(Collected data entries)
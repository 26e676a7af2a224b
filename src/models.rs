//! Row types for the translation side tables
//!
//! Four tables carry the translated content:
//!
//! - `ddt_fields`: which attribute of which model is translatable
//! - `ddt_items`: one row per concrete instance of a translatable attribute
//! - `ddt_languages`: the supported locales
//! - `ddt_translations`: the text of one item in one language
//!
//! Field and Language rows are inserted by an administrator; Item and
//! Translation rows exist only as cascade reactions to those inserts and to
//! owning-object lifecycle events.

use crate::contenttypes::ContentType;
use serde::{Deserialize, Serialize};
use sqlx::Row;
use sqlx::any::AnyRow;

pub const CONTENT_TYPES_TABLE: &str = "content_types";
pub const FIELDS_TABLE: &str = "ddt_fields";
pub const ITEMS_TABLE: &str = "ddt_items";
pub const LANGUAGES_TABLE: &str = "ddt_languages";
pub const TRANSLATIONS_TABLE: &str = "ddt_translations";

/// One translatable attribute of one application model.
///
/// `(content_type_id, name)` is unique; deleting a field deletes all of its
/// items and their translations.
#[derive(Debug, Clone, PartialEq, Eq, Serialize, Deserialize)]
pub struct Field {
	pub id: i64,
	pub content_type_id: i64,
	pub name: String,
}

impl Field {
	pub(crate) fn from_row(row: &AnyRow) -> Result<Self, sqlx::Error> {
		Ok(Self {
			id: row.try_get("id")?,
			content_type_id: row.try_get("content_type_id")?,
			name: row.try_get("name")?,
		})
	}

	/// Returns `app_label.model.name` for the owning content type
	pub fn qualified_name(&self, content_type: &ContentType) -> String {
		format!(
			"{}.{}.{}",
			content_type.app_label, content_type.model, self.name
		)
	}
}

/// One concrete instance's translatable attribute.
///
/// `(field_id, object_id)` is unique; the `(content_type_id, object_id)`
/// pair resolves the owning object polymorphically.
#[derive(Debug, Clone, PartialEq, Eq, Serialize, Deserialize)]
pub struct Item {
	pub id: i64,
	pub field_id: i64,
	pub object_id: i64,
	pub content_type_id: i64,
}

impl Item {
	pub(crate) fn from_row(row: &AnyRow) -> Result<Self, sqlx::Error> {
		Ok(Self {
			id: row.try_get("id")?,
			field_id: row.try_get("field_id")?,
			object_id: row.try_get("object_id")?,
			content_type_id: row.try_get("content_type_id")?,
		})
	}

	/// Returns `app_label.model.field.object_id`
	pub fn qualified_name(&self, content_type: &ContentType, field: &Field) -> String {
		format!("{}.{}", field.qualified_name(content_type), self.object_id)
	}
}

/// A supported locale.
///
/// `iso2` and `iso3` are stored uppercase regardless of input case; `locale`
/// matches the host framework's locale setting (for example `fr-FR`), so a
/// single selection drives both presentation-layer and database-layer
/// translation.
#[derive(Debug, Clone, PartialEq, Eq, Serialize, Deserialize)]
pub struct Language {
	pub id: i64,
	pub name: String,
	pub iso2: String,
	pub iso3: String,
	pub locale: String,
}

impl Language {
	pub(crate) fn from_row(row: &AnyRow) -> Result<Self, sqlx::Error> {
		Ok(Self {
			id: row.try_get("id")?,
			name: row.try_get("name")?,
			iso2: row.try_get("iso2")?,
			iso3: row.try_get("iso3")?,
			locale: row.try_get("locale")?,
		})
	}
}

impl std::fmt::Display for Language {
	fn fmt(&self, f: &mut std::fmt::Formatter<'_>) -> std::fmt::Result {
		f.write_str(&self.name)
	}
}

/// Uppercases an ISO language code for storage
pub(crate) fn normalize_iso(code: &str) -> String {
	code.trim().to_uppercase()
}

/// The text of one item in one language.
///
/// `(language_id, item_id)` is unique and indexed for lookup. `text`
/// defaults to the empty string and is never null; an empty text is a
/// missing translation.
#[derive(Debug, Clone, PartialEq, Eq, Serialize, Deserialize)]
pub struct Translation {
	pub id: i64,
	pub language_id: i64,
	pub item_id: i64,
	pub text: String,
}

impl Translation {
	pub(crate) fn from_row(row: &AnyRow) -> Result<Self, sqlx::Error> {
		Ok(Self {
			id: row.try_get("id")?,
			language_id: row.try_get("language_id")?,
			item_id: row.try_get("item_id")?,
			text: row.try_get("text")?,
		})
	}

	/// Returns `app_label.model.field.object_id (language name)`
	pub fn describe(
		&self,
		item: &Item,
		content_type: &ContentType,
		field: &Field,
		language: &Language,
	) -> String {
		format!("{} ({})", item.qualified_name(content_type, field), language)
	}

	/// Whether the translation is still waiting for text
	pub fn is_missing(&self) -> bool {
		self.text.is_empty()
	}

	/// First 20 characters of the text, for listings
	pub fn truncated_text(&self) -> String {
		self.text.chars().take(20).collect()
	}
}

_WHAT YOU ARE ASKED TO DO_
Output the data in full, exactly as it stands.

_FINISHED EXERCISE_
repository 26e676a7af2a224b
filename src/models.rs
//! Row types for the translation side tables
//!
//! Four tables carry the translated content:
//!
//! - `ddt_fields`: which attribute of which model is translatable
//! - `ddt_items`: one row per concrete instance of a translatable attribute
//! - `ddt_languages`: the supported locales
//! - `ddt_translations`: the text of one item in one language
//!
//! Field and Language rows are inserted by an administrator; Item and
//! Translation rows exist only as cascade reactions to those inserts and to
//! owning-object lifecycle events.

use crate::contenttypes::ContentType;
use serde::{Deserialize, Serialize};
use sqlx::Row;
use sqlx::any::AnyRow;

pub const CONTENT_TYPES_TABLE: &str = "content_types";
pub const FIELDS_TABLE: &str = "ddt_fields";
pub const ITEMS_TABLE: &str = "ddt_items";
pub const LANGUAGES_TABLE: &str = "ddt_languages";
pub const TRANSLATIONS_TABLE: &str = "ddt_translations";

/// One translatable attribute of one application model.
///
/// `(content_type_id, name)` is unique; deleting a field deletes all of its
/// items and their translations.
#[derive(Debug, Clone, PartialEq, Eq, Serialize, Deserialize)]
pub struct Field {
	pub id: i64,
	pub content_type_id: i64,
	pub name: String,
}

impl Field {
	pub(crate) fn from_row(row: &AnyRow) -> Result<Self, sqlx::Error> {
		Ok(Self {
			id: row.try_get("id")?,
			content_type_id: row.try_get("content_type_id")?,
			name: row.try_get("name")?,
		})
	}

	/// Returns `app_label.model.name` for the owning content type
	pub fn qualified_name(&self, content_type: &ContentType) -> String {
		format!(
			"{}.{}.{}",
			content_type.app_label, content_type.model, self.name
		)
	}
}

/// One concrete instance's translatable attribute.
///
/// `(field_id, object_id)` is unique; the `(content_type_id, object_id)`
/// pair resolves the owning object polymorphically.
#[derive(Debug, Clone, PartialEq, Eq, Serialize, Deserialize)]
pub struct Item {
	pub id: i64,
	pub field_id: i64,
	pub object_id: i64,
	pub content_type_id: i64,
}

impl Item {
	pub(crate) fn from_row(row: &AnyRow) -> Result<Self, sqlx::Error> {
		Ok(Self {
			id: row.try_get("id")?,
			field_id: row.try_get("field_id")?,
			object_id: row.try_get("object_id")?,
			content_type_id: row.try_get("content_type_id")?,
		})
	}

	/// Returns `app_label.model.field.object_id`
	pub fn qualified_name(&self, content_type: &ContentType, field: &Field) -> String {
		format!("{}.{}", field.qualified_name(content_type), self.object_id)
	}
}

/// A supported locale.
///
/// `iso2` and `iso3` are stored uppercase regardless of input case; `locale`
/// matches the host framework's locale setting (for example `fr-FR`), so a
/// single selection drives both presentation-layer and database-layer
/// translation.
#[derive(Debug, Clone, PartialEq, Eq, Serialize, Deserialize)]
pub struct Language {
	pub id: i64,
	pub name: String,
	pub iso2: String,
	pub iso3: String,
	pub locale: String,
}

impl Language {
	pub(crate) fn from_row(row: &AnyRow) -> Result<Self, sqlx::Error> {
		Ok(Self {
			id: row.try_get("id")?,
			name: row.try_get("name")?,
			iso2: row.try_get("iso2")?,
			iso3: row.try_get("iso3")?,
			locale: row.try_get("locale")?,
		})
	}
}

impl std::fmt::Display for Language {
	fn fmt(&self, f: &mut std::fmt::Formatter<'_>) -> std::fmt::Result {
		f.write_str(&self.name)
	}
}

/// Uppercases an ISO language code for storage
pub(crate) fn normalize_iso(code: &str) -> String {
	code.trim().to_uppercase()
}

/// The text of one item in one language.
///
/// `(language_id, item_id)` is unique and indexed for lookup. `text`
/// defaults to the empty string and is never null; an empty text is a
/// missing translation.
#[derive(Debug, Clone, PartialEq, Eq, Serialize, Deserialize)]
pub struct Translation {
	pub id: i64,
	pub language_id: i64,
	pub item_id: i64,
	pub text: String,
}

impl Translation {
	pub(crate) fn from_row(row: &AnyRow) -> Result<Self, sqlx::Error> {
		Ok(Self {
			id: row.try_get("id")?,
			language_id: row.try_get("language_id")?,
			item_id: row.try_get("item_id")?,
			text: row.try_get("text")?,
		})
	}

	/// Returns `app_label.model.field.object_id (language name)`
	pub fn describe(
		&self,
		item: &Item,
		content_type: &ContentType,
		field: &Field,
		language: &Language,
	) -> String {
		format!("{} ({})", item.qualified_name(content_type, field), language)
	}

	/// Whether the translation is still waiting for text
	pub fn is_missing(&self) -> bool {
		self.text.is_empty()
	}

	/// First 20 characters of the text, for listings
	pub fn truncated_text(&self) -> String {
		self.text.chars().take(20).collect()
	}
}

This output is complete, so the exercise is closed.